Childhood epilepsy: a study of etiological and prognostic factors for failure of remission at a tertiary care government hospital, a prospective COHORT study
DOI:
https://doi.org/10.18203/2349-3291.ijcp20221370Keywords:
Pediatric epilepsy, Prognosis, Neuroimaging, EEG, Follow-upAbstract
Background: This study was carried out to identify early predictive factors of medically intractable childhood epilepsy. We also aimed to explore the prognosis in terms of remission with anti-epileptic drug (AED) treatment and to identify the predictors of poor prognosis (failure of remission) in relation to the control of epilepsy.
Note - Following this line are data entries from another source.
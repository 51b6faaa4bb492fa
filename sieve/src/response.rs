use crate::Value;
use serde::ser::{Serialize, SerializeMap, Serializer};
use std::collections::HashMap;

/// Named boolean results of one batch, in declaration order
///
/// Entries are write-once: the driver never overwrites a recorded result.
#[derive(Debug, Clone, Default, PartialEq)]
pub struct BatchResults {
    entries: Vec<(String, bool)>,
    index: HashMap<String, usize>,
}

impl BatchResults {
    pub fn new() -> Self {
        Self::default()
    }

    /// Record a result. Returns false (and changes nothing) if the name is already set.
    pub(crate) fn insert(&mut self, name: String, value: bool) -> bool {
        if self.index.contains_key(&name) {
            return false;
        }
        self.index.insert(name.clone(), self.entries.len());
        self.entries.push((name, value));
        true
    }

    pub fn get(&self, name: &str) -> Option<bool> {
        self.index.get(name).map(|&i| self.entries[i].1)
    }

    pub fn contains(&self, name: &str) -> bool {
        self.index.contains_key(name)
    }

    pub fn len(&self) -> usize {
        self.entries.len()
    }

    pub fn is_empty(&self) -> bool {
        self.entries.is_empty()
    }

    /// Results in declaration order
    pub fn iter(&self) -> impl Iterator<Item = (&str, bool)> {
        self.entries.iter().map(|(name, value)| (name.as_str(), *value))
    }

    pub fn names(&self) -> impl Iterator<Item = &str> {
        self.entries.iter().map(|(name, _)| name.as_str())
    }

    /// Convert into parameter values, for merging back into the caller's record
    pub fn to_parameters(&self) -> HashMap<String, Value> {
        self.entries
            .iter()
            .map(|(name, value)| (name.clone(), Value::Boolean(*value)))
            .collect()
    }
}

impl IntoIterator for BatchResults {
    type Item = (String, bool);
    type IntoIter = std::vec::IntoIter<(String, bool)>;

    fn into_iter(self) -> Self::IntoIter {
        self.entries.into_iter()
    }
}

impl Serialize for BatchResults {
    fn serialize<S: Serializer>(&self, serializer: S) -> Result<S::Ok, S::Error> {
        let mut map = serializer.serialize_map(Some(self.entries.len()))?;
        for (name, value) in &self.entries {
            map.serialize_entry(name, value)?;
        }
        map.end()
    }
}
Methods: Children with epilepsy were included. Information recorded at the time of the first visit: age, gender, age at onset of epilepsy, patient history, AED treatment and Seizure control. Details of general and neurological examination were also recorded. These patients were then followed up over a one-year period to assess for remission and patient compliance with medication.
Results: A total of 239 patients between the ages of 1 month and 12 years were diagnosed with epilepsy according to the International league against epilepsy (ILAE) classification. Of these 213 patients followed up. Among these, 126 (59.1%) patients attained remission while 87 (40.8%) patients failed to attain remission. Age of onset less than 1 year, microcephaly, developmental delay at diagnosis, a definite etiology, infantile spasms, structural abnormality detected on neuroimaging, abnormal electro-encephalography (EEG) and the requirement for polytherapy to achieve seizure control were found to be associated with a poor prognosis (failure of remission).
Conclusions: The poor prognostic factors for childhood epilepsy at diagnosis are age of onset <1 year, microcephaly, infantile spasms, structural abnormality on neuroimaging and abnormal EEG. At follow up patients requiring an add-on AED to pre-existing treatment regimen is associated with a lesser likelihood of achieving remission.